I am using Let’s encrypt on my production server to handle SSL certificate.
My website certificate will expire next week so I regenerated it using the letsencrypt-auto renew command (I didn’t set cron task yet)

The last log I get is 2016-08-20 17:12:20,305:DEBUG:certbot.renewal:no renewal failures which mean certificate has been successfully regenerated

But when I go back to my website and check the certificate properties it still says that it will expire next week.

So:

  • Does Let’s Encrypt wait the last day of certificate to update its new expiration in browser ?
  • Did my new certificate is not working properly which explain browser still give me next week as expiration ?

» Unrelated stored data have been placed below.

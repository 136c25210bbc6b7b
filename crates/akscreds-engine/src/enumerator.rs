//! Subscription and cluster discovery.
//!
//! Listing commands are read-only, so they run even in dry-run mode. A listing
//! that fails, or prints something that is not the expected JSON, yields an empty
//! result instead of an error.

use std::collections::{HashMap, HashSet};

use serde::Deserialize;
use tracing::{debug, warn};

use akscreds_runner::Executor;

use crate::azure::AzureCli;
use crate::model::{Cluster, Subscription};

/// Entry of `az account list --output json`.
#[derive(Debug, Deserialize)]
struct AccountEntry {
    id: Option<String>,
    name: Option<String>,
}

/// Entry of `az aks list --output json`.
#[derive(Debug, Deserialize)]
#[serde(rename_all = "camelCase")]
struct ClusterEntry {
    name: Option<String>,
    resource_group: Option<String>,
}

/// Lists subscriptions and the clusters inside them.
#[derive(Debug, Clone, Copy)]
pub struct TargetEnumerator<'a> {
    executor: &'a Executor,
    azure: &'a AzureCli,
}

impl<'a> TargetEnumerator<'a> {
    #[must_use]
    pub fn new(executor: &'a Executor, azure: &'a AzureCli) -> Self {
        Self { executor, azure }
    }

    /// Every subscription visible to the signed-in account, in tool output order.
    ///
    /// Duplicate ids keep their first occurrence.
    pub fn list_subscriptions(&self) -> Vec<Subscription> {
        let result = self
            .executor
            .execute(&self.azure.list_subscriptions(), true);
        if !result.succeeded {
            warn!("Could not list subscriptions");
            return Vec::new();
        }

        let Some(entries) = parse_listing::<AccountEntry>(&result.output, "subscription") else {
            return Vec::new();
        };

        let mut seen = HashSet::new();
        let subscriptions: Vec<Subscription> = entries
            .into_iter()
            .filter_map(|entry| match (entry.id, entry.name) {
                (Some(id), Some(name)) => Some(Subscription::new(id, name)),
                (id, _) => {
                    warn!(id = ?id, "Skipping subscription entry without id or name");
                    None
                }
            })
            .filter(|sub| seen.insert(sub.id.clone()))
            .collect();

        debug!(count = subscriptions.len(), "Listed subscriptions");
        subscriptions
    }

    /// Clusters in `subscription`, in tool output order.
    ///
    /// Clusters are identified by name within a subscription, which is also the
    /// kubeconfig context name `get-credentials` writes. A repeated name keeps
    /// its first occurrence and the drop is logged.
    ///
    /// Selects the subscription first. If selection or listing fails the
    /// subscription is treated as having no clusters.
    pub fn list_clusters(&self, subscription: &Subscription) -> Vec<Cluster> {
        let select = self
            .executor
            .execute(&self.azure.select_subscription(&subscription.id), true);
        if !select.succeeded {
            warn!(
                subscription = %subscription.display_name,
                "Could not access subscription"
            );
            return Vec::new();
        }

        let result = self
            .executor
            .execute(&self.azure.list_clusters(&subscription.id), true);
        if !result.succeeded {
            warn!(
                subscription = %subscription.display_name,
                "Could not list clusters"
            );
            return Vec::new();
        }

        let Some(entries) = parse_listing::<ClusterEntry>(&result.output, "cluster") else {
            return Vec::new();
        };

        let mut seen: HashMap<String, String> = HashMap::new();
        let clusters: Vec<Cluster> = entries
            .into_iter()
            .filter_map(|entry| match (entry.name, entry.resource_group) {
                (Some(name), Some(group)) => Some(Cluster::new(name, group, &subscription.id)),
                (name, _) => {
                    warn!(name = ?name, "Skipping cluster entry without name or resource group");
                    None
                }
            })
            .filter(|cluster| match seen.get(&cluster.name) {
                Some(kept_group) => {
                    warn!(
                        cluster = %cluster.name,
                        kept = %kept_group,
                        skipped = %cluster.resource_group,
                        "Skipping cluster with a name already listed in this subscription"
                    );
                    false
                }
                None => {
                    seen.insert(cluster.name.clone(), cluster.resource_group.clone());
                    true
                }
            })
            .collect();

        debug!(
            subscription = %subscription.id,
            count = clusters.len(),
            "Listed clusters"
        );
        clusters
    }
}

/// Parse a JSON array listing, logging and returning `None` when it is malformed.
///
/// Empty output is an empty listing.
fn parse_listing<T: for<'de> Deserialize<'de>>(output: &str, kind: &str) -> Option<Vec<T>> {
    if output.trim().is_empty() {
        return Some(Vec::new());
    }
    match serde_json::from_str::<Vec<T>>(output) {
        Ok(entries) => Some(entries),
        Err(err) => {
            warn!(kind = kind, error = %err, "Unparseable listing output");
            None
        }
    }
}
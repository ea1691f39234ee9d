//! Pluggable hooks the embedding application may install on an engine.

use serde_json::Value;

/// Maps a host response payload to business data or an error before the
/// pending call resolves.
///
/// Applied to the inbound `params` whenever one is installed and the
/// response carries a payload. Returning `Err` fails the call with
/// [`BridgeError::Transform`](crate::BridgeError::Transform); the raw
/// payload never reaches the success path.
pub trait ResponseTransformer: Send + Sync {
    fn transform(&self, params: Value) -> anyhow::Result<Value>;
}

impl<F> ResponseTransformer for F
where
    F: Fn(Value) -> anyhow::Result<Value> + Send + Sync,
{
    fn transform(&self, params: Value) -> anyhow::Result<Value> {
        self(params)
    }
}

/// Receives host-initiated calls, the mirror direction of the primary call
/// path.
///
/// At most one handler is registered on an engine at a time; calls arriving
/// while none is registered are dropped, not queued.
pub trait InboundCallHandler: Send + Sync {
    fn on_call(&self, method: &str, params: Option<&Value>);
}

impl<F> InboundCallHandler for F
where
    F: Fn(&str, Option<&Value>) + Send + Sync,
{
    fn on_call(&self, method: &str, params: Option<&Value>) {
        self(method, params)
    }
}
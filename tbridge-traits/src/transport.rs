//! Outbound transport surfaces a host may attach.
//!
//! Each trait mirrors one concrete delivery mechanism. Implementations are
//! expected to be thin: serialize nothing beyond what the signature hands
//! them and report delivery failures through the returned `Result` so the
//! engine can fail the pending call instead of leaking it.

use async_trait::async_trait;

use crate::error::Result;
use crate::message::OutboundMessage;

/// Android-style native call surface.
///
/// Receives the method name, the parameter mapping encoded as a JSON string,
/// and the callback id correlating the eventual response.
#[async_trait]
pub trait NativeCallSurface: Send + Sync {
    async fn call_native(&self, method: &str, params_json: &str, callback_id: &str) -> Result<()>;
}

/// iOS-style message handler surface.
///
/// Receives the structured outbound message as a whole.
#[async_trait]
pub trait MessageHandlerSurface: Send + Sync {
    async fn post_message(&self, message: OutboundMessage) -> Result<()>;
}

Can someone help me to clarify the way certificates expiration date works ?
Thanks for your help !


#2

You don’t quite provide enough information for me to confirm exactly what has happened, but hopefully I can be close :wink:

with the “letsencrypt-auto renew” it will renew your certificate if you have less than 30 days before it expires. It does look as if the certificate was renewed (but can’t confirm 100% without your domain name ).

Once you have a new certificate, if everything was configured correctly to point to the certificates in /etc/letsencrypt/domain/live … then you simply need to reload your apache / nginx / whatever to start using that new certificate.

If you copied the certificate to a different location, that letsencrypt knows nothing about for use - then of course you would need to similarly copy the new certificate and reload you apache / nginx …

Does that make sense ?


#3

Thanks for your help ! I does make sense to me.
I didn’t give you the domain name so here is it: https://www.lr-agenceweb.fr

I already had certificates working before for this domaine name so I guess the regeneration will still use the same path as I filled in my Nginx virtual host:

Extract of my vhost:

ssl_certificate /etc/letsencrypt/live/www.lr-agenceweb.fr/fullchain.pem;
ssl_certificate_key /etc/letsencrypt/live/www.lr-agenceweb.fr/privkey.pem;

The only thing I didn’t do was to restart Nginx.
I will try it now.

Edit: After reloading Nginx, the expiration date was updated properly ! Thanks again !


#4

This topic was automatically closed 30 days after the last reply. New replies are no longer allowed.